Public Policy Commentator and Rukiga County Member of Parliament-elect, Patrick Kiconco Katabaazi, has warned that the current form of the Protection of Sovereignty Bill, 2026, lacks the legal clarity, foresight, and due process required of sound legislation.
Taking to his official X (formerly Twitter) account on Thursday, Katabaazi acknowledged the importance of safeguarding Uganda’s sovereignty as “a legitimate good,” but cautioned against enacting what he described as a fundamentally flawed law.
“Good law demands precision, foresight, and due process. In its current form, this Bill falls short on all three,” he wrote.
Katabaazi criticised the bill for containing vague provisions, undefined concepts on critical issues, and granting excessive discretionary powers to the Minister of Internal Affairs. He further warned that it overlooks the broader socioeconomic implications for key stakeholders, including diaspora families, investors, non-governmental organisations (NGOs), faith-based organisations (FBOs), and research institutions that rely on global financial systems.

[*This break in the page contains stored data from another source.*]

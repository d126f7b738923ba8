//! # Catalog Common Library
//!
//! Shared code for the catalog microservices including:
//! - Error types
//! - Configuration loading and root folder resolution
//! - Database initialization and schema migrations
//! - Timestamp helpers

pub mod config;
pub mod db;
pub mod error;
pub mod time;

pub use error::{Error, Result};
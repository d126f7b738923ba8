//! Database initialization
//!
//! Opens (or creates) the SQLite catalog database, applies connection
//! pragmas, creates tables idempotently and runs pending migrations.

use crate::Result;
use sqlx::{sqlite::SqlitePoolOptions, SqlitePool};
use std::path::Path;
use tracing::info;

/// Busy timeout applied to every database opened through [`init_database`]
const BUSY_TIMEOUT_MS: u32 = 5000;

/// Initialize database connection and create tables if needed
pub async fn init_database(db_path: &Path) -> Result<SqlitePool> {
    let newly_created = !db_path.exists();

    // Create parent directory if it doesn't exist
    if let Some(parent) = db_path.parent() {
        std::fs::create_dir_all(parent)?;
    }

    let db_url = format!("sqlite://{}?mode=rwc", db_path.display());
    let pool = SqlitePoolOptions::new()
        .max_connections(10)
        .connect(&db_url)
        .await?;

    if newly_created {
        info!("Initialized new database: {}", db_path.display());
    } else {
        info!("Opened existing database: {}", db_path.display());
    }

    // WAL lets listing readers proceed while a sync transaction writes
    sqlx::query("PRAGMA journal_mode = WAL")
        .execute(&pool)
        .await?;

    sqlx::query(&format!("PRAGMA busy_timeout = {}", BUSY_TIMEOUT_MS))
        .execute(&pool)
        .await?;

    create_schema(&pool).await?;

    Ok(pool)
}

/// Create all tables and run pending migrations (idempotent)
pub async fn create_schema(pool: &SqlitePool) -> Result<()> {
    create_schema_version_table(pool).await?;
    create_regional_table(pool).await?;

    crate::db::migrations::run_migrations(pool).await?;

    Ok(())
}

async fn create_schema_version_table(pool: &SqlitePool) -> Result<()> {
    sqlx::query(
        r#"
        CREATE TABLE IF NOT EXISTS schema_version (
            version INTEGER PRIMARY KEY,
            applied_at TIMESTAMP NOT NULL DEFAULT CURRENT_TIMESTAMP
        )
        "#,
    )
    .execute(pool)
    .await?;

    Ok(())
}

/// Create the regional table
///
/// Rows are never deleted; `ativo = 0` marks a retired version. `external_id`
/// is NULL for records created locally.
pub async fn create_regional_table(pool: &SqlitePool) -> Result<()> {
    sqlx::query(
        r#"
        CREATE TABLE IF NOT EXISTS regional (
            id INTEGER PRIMARY KEY AUTOINCREMENT,
            external_id INTEGER,
            nome TEXT NOT NULL CHECK (length(nome) <= 200),
            ativo INTEGER NOT NULL DEFAULT 1,
            created_at TEXT NOT NULL
        )
        "#,
    )
    .execute(pool)
    .await?;

    Ok(())
}
//! Regional data model

pub mod regional;
pub mod sync_report;

pub use regional::{ExternalId, ExternalRegionalRecord, Regional};
pub use sync_report::SyncReport;
//! Configuration loading and root folder resolution
//!
//! Bootstrap configuration comes from a small TOML file per module. Runtime
//! values are resolved in priority order:
//! 1. Command-line argument (highest priority)
//! 2. Environment variable
//! 3. TOML config file
//! 4. OS-dependent compiled default (fallback)
//!
//! A missing TOML file is not an error: a warning is logged and defaults are
//! used. A TOML file that exists but cannot be parsed is an error.

use crate::{Error, Result};
use serde::Deserialize;
use std::path::{Path, PathBuf};
use tracing::{info, warn};

/// Environment variable overriding the root folder
pub const ROOT_FOLDER_ENV: &str = "CATALOG_ROOT_FOLDER";

/// Database file name inside the root folder
pub const DATABASE_FILE_NAME: &str = "catalog.db";

/// Bootstrap configuration loaded from `<module>.toml`
#[derive(Debug, Clone, Default, Deserialize)]
pub struct TomlConfig {
    /// Root folder holding the database (optional)
    #[serde(default)]
    pub root_folder: Option<PathBuf>,

    /// HTTP server port (optional, module default otherwise)
    #[serde(default)]
    pub port: Option<u16>,

    /// Logging configuration
    #[serde(default)]
    pub logging: LoggingConfig,

    /// Regional synchronization settings
    #[serde(default)]
    pub regionais: RegionaisConfig,
}

/// Logging configuration
#[derive(Debug, Clone, Deserialize)]
pub struct LoggingConfig {
    /// Log level (trace, debug, info, warn, error)
    #[serde(default = "default_log_level")]
    pub level: String,

    /// Log file path (optional, logs to stderr if not specified)
    #[serde(default)]
    pub file: Option<PathBuf>,
}

impl Default for LoggingConfig {
    fn default() -> Self {
        Self {
            level: default_log_level(),
            file: None,
        }
    }
}

fn default_log_level() -> String {
    "info".to_string()
}

/// `[regionais]` table of the TOML file
#[derive(Debug, Clone, Default, Deserialize)]
pub struct RegionaisConfig {
    /// URL of the external regional list
    #[serde(default)]
    pub url: Option<String>,

    /// Request timeout for the external fetch, in seconds
    #[serde(default)]
    pub timeout_secs: Option<u64>,

    /// Create the partial unique index allowing one active row per external id
    #[serde(default)]
    pub enforce_single_active: bool,

    /// Serialize concurrent sync runs within the process
    #[serde(default)]
    pub serialize_runs: bool,
}

impl TomlConfig {
    /// Parse configuration from TOML text
    pub fn from_toml_str(content: &str) -> Result<Self> {
        toml::from_str(content).map_err(|e| Error::Config(format!("Parse TOML failed: {}", e)))
    }

    /// Load configuration from an explicit file path
    pub fn load_from(path: &Path) -> Result<Self> {
        let content = std::fs::read_to_string(path)
            .map_err(|e| Error::Config(format!("Read {} failed: {}", path.display(), e)))?;
        Self::from_toml_str(&content)
    }

    /// Load configuration for a module, falling back to defaults when no file exists
    pub fn load(module_name: &str) -> Result<Self> {
        match config_file_candidates(module_name)
            .into_iter()
            .find(|path| path.exists())
        {
            Some(path) => {
                info!("Loading configuration from {}", path.display());
                Self::load_from(&path)
            }
            None => {
                warn!(
                    "No configuration file found for {}, using built-in defaults",
                    module_name
                );
                Ok(Self::default())
            }
        }
    }
}

/// Candidate config file locations, in lookup order
pub fn config_file_candidates(module_name: &str) -> Vec<PathBuf> {
    let file_name = format!("{}.toml", module_name);
    let mut candidates = Vec::new();

    if let Some(dir) = dirs::config_dir() {
        candidates.push(dir.join("catalog").join(&file_name));
    }
    if cfg!(target_os = "linux") {
        candidates.push(PathBuf::from("/etc/catalog").join(&file_name));
    }

    candidates
}

/// Compiled defaults for the current platform
#[derive(Debug, Clone)]
pub struct CompiledDefaults {
    pub root_folder: PathBuf,
    pub log_level: String,
}

impl CompiledDefaults {
    pub fn for_current_platform() -> Self {
        Self {
            root_folder: default_root_folder(),
            log_level: default_log_level(),
        }
    }
}

/// Get OS-dependent default root folder path
fn default_root_folder() -> PathBuf {
    if cfg!(target_os = "linux") {
        // ~/.local/share/catalog (or /var/lib/catalog for system-wide)
        dirs::data_local_dir()
            .map(|d| d.join("catalog"))
            .unwrap_or_else(|| PathBuf::from("/var/lib/catalog"))
    } else if cfg!(target_os = "macos") {
        dirs::data_dir()
            .map(|d| d.join("catalog"))
            .unwrap_or_else(|| PathBuf::from("/Library/Application Support/catalog"))
    } else if cfg!(target_os = "windows") {
        dirs::data_local_dir()
            .map(|d| d.join("catalog"))
            .unwrap_or_else(|| PathBuf::from("C:\\ProgramData\\catalog"))
    } else {
        PathBuf::from("./catalog_data")
    }
}

/// Root folder resolution following CLI > ENV > TOML > default
#[derive(Debug, Clone)]
pub struct RootFolderResolver {
    module_name: String,
    cli_arg: Option<PathBuf>,
    toml_root: Option<PathBuf>,
}

impl RootFolderResolver {
    pub fn new(module_name: &str) -> Self {
        Self {
            module_name: module_name.to_string(),
            cli_arg: None,
            toml_root: None,
        }
    }

    pub fn with_cli_arg(mut self, cli_arg: Option<PathBuf>) -> Self {
        self.cli_arg = cli_arg;
        self
    }

    pub fn with_toml(mut self, config: &TomlConfig) -> Self {
        self.toml_root = config.root_folder.clone();
        self
    }

    /// Resolve the root folder; never fails, the compiled default is the last resort
    pub fn resolve(&self) -> PathBuf {
        // Priority 1: Command-line argument
        if let Some(path) = &self.cli_arg {
            info!("{}: root folder from command line", self.module_name);
            return path.clone();
        }

        // Priority 2: Environment variable
        if let Ok(path) = std::env::var(ROOT_FOLDER_ENV) {
            if !path.trim().is_empty() {
                info!("{}: root folder from {}", self.module_name, ROOT_FOLDER_ENV);
                return PathBuf::from(path);
            }
        }

        // Priority 3: TOML config file
        if let Some(path) = &self.toml_root {
            info!("{}: root folder from TOML config", self.module_name);
            return path.clone();
        }

        // Priority 4: OS-dependent compiled default
        CompiledDefaults::for_current_platform().root_folder
    }
}

/// Prepares the resolved root folder for use
#[derive(Debug, Clone)]
pub struct RootFolderInitializer {
    root_folder: PathBuf,
}

impl RootFolderInitializer {
    pub fn new(root_folder: PathBuf) -> Self {
        Self { root_folder }
    }

    /// Create the root folder (and parents) if missing
    pub fn ensure_directory_exists(&self) -> Result<()> {
        if !self.root_folder.exists() {
            std::fs::create_dir_all(&self.root_folder)?;
            info!("Created root folder: {}", self.root_folder.display());
        }
        Ok(())
    }

    pub fn database_path(&self) -> PathBuf {
        self.root_folder.join(DATABASE_FILE_NAME)
    }
}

“The Bill must either be thoroughly revised or given ample time for meaningful consultations, with a view to producing a better law, or reinforcing existing ones, to achieve the stated objective,” he added.

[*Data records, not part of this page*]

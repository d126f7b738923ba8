//! catalog-rs (Regional Sync) - keeps local regionals in step with the
//! external system of record
//!
//! Startup: tracing → TOML config → root folder → database → sync engine →
//! optional startup sync → HTTP server.

use anyhow::{Context, Result};
use catalog_common::config::{RootFolderInitializer, RootFolderResolver, TomlConfig};
use catalog_rs::config::{resolve_port, SyncSettings, MODULE_NAME};
use catalog_rs::db::{RegionalStore, SqliteRegionalStore};
use catalog_rs::logging::{init_tracing, resolve_log_level};
use catalog_rs::services::{HttpRegionalClient, RegionalSource, RegionalSyncService};
use catalog_rs::{build_router, AppState};
use clap::Parser;
use std::path::PathBuf;
use std::sync::Arc;
use tracing::{error, info, warn};

/// Command-line arguments
#[derive(Debug, Parser)]
#[command(name = "catalog-rs", version, about = "Regional sync service")]
struct Args {
    /// Root folder holding catalog.db
    #[arg(long)]
    root_folder: Option<PathBuf>,

    /// HTTP port
    #[arg(long)]
    port: Option<u16>,

    /// URL of the external regional list
    #[arg(long)]
    regionais_url: Option<String>,

    /// Run one sync before serving requests
    #[arg(long)]
    sync_on_startup: bool,
}

#[tokio::main]
async fn main() -> Result<()> {
    let args = Args::parse();

    // TOML is read before tracing so its logging section can seed the subscriber
    let toml_config = TomlConfig::load(MODULE_NAME);
    let log_level = resolve_log_level(toml_config.as_ref().ok());
    let log_file = toml_config
        .as_ref()
        .ok()
        .and_then(|c| c.logging.file.clone());
    let log_file_result = init_tracing(&log_level, log_file.as_deref());

    // Log build identification immediately after tracing init
    info!(
        "Starting Catalog Regional Sync ({}) v{} [{}] built {} ({})",
        MODULE_NAME,
        env!("CARGO_PKG_VERSION"),
        env!("GIT_HASH"),
        env!("BUILD_TIMESTAMP"),
        env!("BUILD_PROFILE")
    );

    if let (Err(e), Some(path)) = (&log_file_result, &log_file) {
        warn!("Cannot open log file {}: {}; logging to stderr", path.display(), e);
    }

    let toml_config = toml_config.context("Failed to load configuration")?;

    let root_folder = RootFolderResolver::new(MODULE_NAME)
        .with_cli_arg(args.root_folder)
        .with_toml(&toml_config)
        .resolve();

    let initializer = RootFolderInitializer::new(root_folder);
    initializer
        .ensure_directory_exists()
        .context("Failed to initialize root folder")?;

    let db_path = initializer.database_path();
    info!("Database: {}", db_path.display());

    let pool = match catalog_common::db::init_database(&db_path).await {
        Ok(pool) => {
            info!("✓ Database ready");
            pool
        }
        Err(e) => {
            error!("Failed to open database: {}", e);
            return Err(e.into());
        }
    };

    let settings = SyncSettings::resolve(args.regionais_url.as_deref(), &toml_config.regionais);
    info!(
        url = %settings.url,
        timeout_secs = settings.timeout.as_secs(),
        serialize_runs = settings.serialize_runs,
        enforce_single_active = settings.enforce_single_active,
        "Regional sync configured"
    );

    if settings.enforce_single_active {
        catalog_common::db::ensure_single_active_index(&pool)
            .await
            .context("Failed to enable single-active constraint (run a sync to repair duplicates first)")?;
    }

    let store: Arc<dyn RegionalStore> = Arc::new(SqliteRegionalStore::new(pool));
    let source: Arc<dyn RegionalSource> =
        Arc::new(HttpRegionalClient::new(settings.url.clone(), settings.timeout)?);
    let sync = Arc::new(
        RegionalSyncService::new(Arc::clone(&store), source)
            .with_serialized_runs(settings.serialize_runs),
    );

    if args.sync_on_startup {
        match sync.sync().await {
            Ok(report) => info!("Startup sync: {}", report),
            Err(e) => warn!("Startup sync failed: {}", e),
        }
    }

    let state = AppState::new(store, sync);
    let app = build_router(state);

    let port = resolve_port(args.port, &toml_config);
    let addr = format!("127.0.0.1:{}", port);
    let listener = tokio::net::TcpListener::bind(&addr).await?;
    info!("{} listening on http://{}", MODULE_NAME, addr);
    info!("Health check: http://{}/health", addr);

    axum::serve(listener, app).await?;

    Ok(())
}
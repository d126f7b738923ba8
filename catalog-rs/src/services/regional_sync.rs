//! Regional sync service
//!
//! Runs one reconciliation of the local regional table against the external
//! snapshot:
//! fetch snapshot -> open unit of work -> read active set -> plan -> apply
//! retirements then insertions -> commit.
//!
//! The fetch completes before the store is touched, so a fetch failure leaves
//! local state as it was. Every store read and write of a run shares one
//! transaction; any store error rolls the whole run back.
//!
//! Runs are lock-free by default. Two concurrent runs can both see "no active
//! row" for an external id and both insert one. Callers that trigger syncs
//! concurrently should enable [`RegionalSyncService::with_serialized_runs`],
//! the storage-level single-active index, or both.

use std::sync::Arc;
use std::time::Instant;
use thiserror::Error;
use tokio::sync::Mutex;
use tracing::{debug, info, warn};

use super::reconciler::{group_active_by_external_id, index_external, plan_reconciliation};
use super::regionais_client::{ExternalFetchError, RegionalSource};
use crate::db::{RegionalStore, StoreError};
use crate::models::{ExternalRegionalRecord, SyncReport};

/// Sync run failures
#[derive(Debug, Error)]
pub enum SyncError {
    /// Snapshot could not be fetched; nothing was written
    #[error("External fetch failed: {0}")]
    ExternalFetch(#[from] ExternalFetchError),

    /// Local persistence failed; the run was rolled back
    #[error("Store error: {0}")]
    Store(#[from] StoreError),
}

/// Reconciles local regionals against the external source
pub struct RegionalSyncService {
    store: Arc<dyn RegionalStore>,
    source: Arc<dyn RegionalSource>,
    run_lock: Option<Mutex<()>>,
}

impl RegionalSyncService {
    pub fn new(store: Arc<dyn RegionalStore>, source: Arc<dyn RegionalSource>) -> Self {
        Self {
            store,
            source,
            run_lock: None,
        }
    }

    /// Serialize runs of this service instance (single-flight per process)
    pub fn with_serialized_runs(mut self, enabled: bool) -> Self {
        self.run_lock = enabled.then(|| Mutex::new(()));
        self
    }

    pub fn serializes_runs(&self) -> bool {
        self.run_lock.is_some()
    }

    pub fn source(&self) -> &Arc<dyn RegionalSource> {
        &self.source
    }

    /// Fetch the external snapshot and reconcile against it
    pub async fn sync(&self) -> Result<SyncReport, SyncError> {
        info!("Starting regional sync");
        let snapshot = self.source.fetch_all().await.map_err(|e| {
            warn!("Regional sync aborted, external fetch failed: {}", e);
            SyncError::ExternalFetch(e)
        })?;

        self.reconcile(snapshot).await
    }

    /// Reconcile against an already fetched snapshot
    pub async fn reconcile(
        &self,
        snapshot: Vec<ExternalRegionalRecord>,
    ) -> Result<SyncReport, SyncError> {
        let _guard = match &self.run_lock {
            Some(lock) => Some(lock.lock().await),
            None => None,
        };

        let started = Instant::now();
        let snapshot_len = snapshot.len();
        let index = index_external(snapshot);

        if index.skipped_without_id > 0 {
            warn!(
                skipped = index.skipped_without_id,
                "External snapshot contained entries without id"
            );
        }
        if index.duplicate_ids > 0 {
            warn!(
                duplicates = index.duplicate_ids,
                "External snapshot repeated ids, keeping the last occurrence"
            );
        }

        let mut uow = self.store.begin().await?;

        let active = uow.find_active().await?;
        let active_len = active.len();
        let groups = group_active_by_external_id(active);

        let plan = plan_reconciliation(&index, groups, catalog_common::time::now());
        if plan.repaired > 0 {
            warn!(
                repaired = plan.repaired,
                "Retiring duplicate active regionals"
            );
        }
        for regional in &plan.retirements {
            debug!(id = ?regional.id, external_id = ?regional.external_id, name = %regional.name, "Retire");
        }
        for regional in &plan.insertions {
            debug!(external_id = ?regional.external_id, name = %regional.name, "Insert");
        }

        let report = plan.report();

        // Retire before insert so a single-active index never sees two active rows
        uow.save_all(plan.retirements).await?;
        uow.save_all(plan.insertions).await?;
        uow.commit().await?;

        info!(
            external = snapshot_len,
            active_before = active_len,
            inserted = report.inserted_count(),
            retired = report.retired_count(),
            elapsed_ms = started.elapsed().as_millis() as u64,
            "Regional sync complete"
        );

        Ok(report)
    }
}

The bill, tabled by State Minister for Internal Affairs David Muhoozi, seeks to introduce extensive regulatory measures aimed at limiting foreign influence across Uganda’s political, economic, and civic spaces.

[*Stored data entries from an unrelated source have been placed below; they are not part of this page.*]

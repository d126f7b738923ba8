//! Regional records, local and external
//!
//! A rename never updates a row in place: the old row is retired and a new
//! active row is inserted, so the table is an append-only history per
//! external id.

use chrono::{DateTime, Utc};
use serde::{Deserialize, Serialize};

/// Identifier of a regional in the external system of record
pub type ExternalId = i64;

/// A versioned, locally stored regional
#[derive(Debug, Clone, PartialEq, Eq, Serialize, Deserialize)]
pub struct Regional {
    /// Surrogate key; `None` until the record is first saved
    pub id: Option<i64>,
    /// External identifier; `None` for records created purely locally
    pub external_id: Option<ExternalId>,
    pub name: String,
    /// `true` for the current representative of its external id
    pub active: bool,
    pub created_at: DateTime<Utc>,
}

impl Regional {
    /// Create a new, unsaved, active regional stamped with the current time
    pub fn new(external_id: Option<ExternalId>, name: impl Into<String>) -> Self {
        Self::new_at(external_id, name, catalog_common::time::now())
    }

    /// Create a new, unsaved, active regional with an explicit creation time
    pub fn new_at(
        external_id: Option<ExternalId>,
        name: impl Into<String>,
        created_at: DateTime<Utc>,
    ) -> Self {
        Self {
            id: None,
            external_id,
            name: name.into(),
            active: true,
            created_at,
        }
    }

    /// Mark this version as retired (soft delete)
    pub fn retire(&mut self) {
        self.active = false;
    }
}

/// One `{id, nome}` entry of the external snapshot
///
/// Field names follow the external system's JSON.
#[derive(Debug, Clone, PartialEq, Eq, Serialize, Deserialize)]
pub struct ExternalRegionalRecord {
    #[serde(rename = "id", default)]
    pub external_id: Option<ExternalId>,
    #[serde(rename = "nome")]
    pub name: String,
}

impl ExternalRegionalRecord {
    pub fn new(external_id: ExternalId, name: impl Into<String>) -> Self {
        Self {
            external_id: Some(external_id),
            name: name.into(),
        }
    }
}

A key feature of the bill is its expansion of state oversight into digital platforms, effectively bringing online activism, advocacy, and civic engagement under government regulation.
The proposed law would require individuals and organisations receiving foreign funding to register with a designated department under the Ministry of Internal Affairs. This process involves rigorous vetting procedures, including disclosure of identity, financial records, and professional affiliations.
Financial controls are central to the bill. It proposes a cap of approximately Shs 400 million in annual foreign funding without prior ministerial approval and mandates monthly reporting by banks and money transfer services on transactions linked to affected entities.
Additionally, organisations operating in critical sectors such as education, health, water, and infrastructure would need Cabinet authorisation before undertaking activities if they receive foreign funding.
One of the most contentious elements of the bill is the introduction of new criminal offences, including “economic sabotage.” The offence is broadly defined to include publishing or disseminating information deemed to undermine Uganda’s economic stability, as well as mobilising opposition to government policy without prior approval.
Penalties under this provision are severe, with individuals facing up to 20 years in prison, while organisations risk substantial fines and potential confiscation of funds.
Critics argue that such provisions are overly broad and could be used to target journalists, researchers, civil society actors, and ordinary citizens, thereby restricting fundamental freedoms such as expression, association, and access to information.
Government officials have defended the bill as a necessary safeguard against foreign interference and covert influence operations, framing it as part of a broader national security strategy.
Efforts to fast-track the legislation have included a high-level coordination meeting involving Minister David Muhoozi and Attorney General Kiryowa Kiwanuka with the Speaker of Parliament.
Despite mounting criticism, the bill appears to have strong backing within Parliament, particularly from the ruling National Resistance Movement (NRM) and parliamentary leadership.
The proposed legislation has also triggered alarm within Uganda’s financial sector.
Bank of Uganda Governor Michael Atingi-Ego warned lawmakers that passing the bill in its current form could result in severe economic consequences, describing its provisions as introducing “voluntary shocks” that could reverse decades of financial sector progress.
Appearing before the Joint Committee on Legal and Defence Affairs, Atingi-Ego raised concerns about requirements for ministerial approval of cross-border financial transactions, noting that such measures could undermine banking secrecy and the independence of the Central Bank.
He cautioned that the immediate fallout could include the withdrawal of offshore investors, who currently hold an estimated USD 3 billion in government securities. Such a move, he warned, would likely weaken the Ugandan shilling, increase import costs, and destabilize the economy.
“A country without reserves is not sovereign,” he said, highlighting risks to Uganda’s USD 6 billion in foreign reserves and its USD 1.5 billion balance of payments surplus.
Beyond short-term shocks, he emphasized that Uganda requires approximately USD 50 billion in foreign capital annually to meet its long-term growth ambitions.
Restrictive financial controls, he said, could push transactions into informal channels, increase exposure to international financial scrutiny, and potentially result in Uganda being placed on global monitoring “grey lists,” along with the loss of correspondent banking relationships.
Civil society organisations, legal experts, and economic stakeholders have echoed similar concerns, warning that the bill’s expansive scope and regulatory burden could deter foreign investment and disrupt donor-funded programmes, particularly in sectors heavily reliant on international partnerships.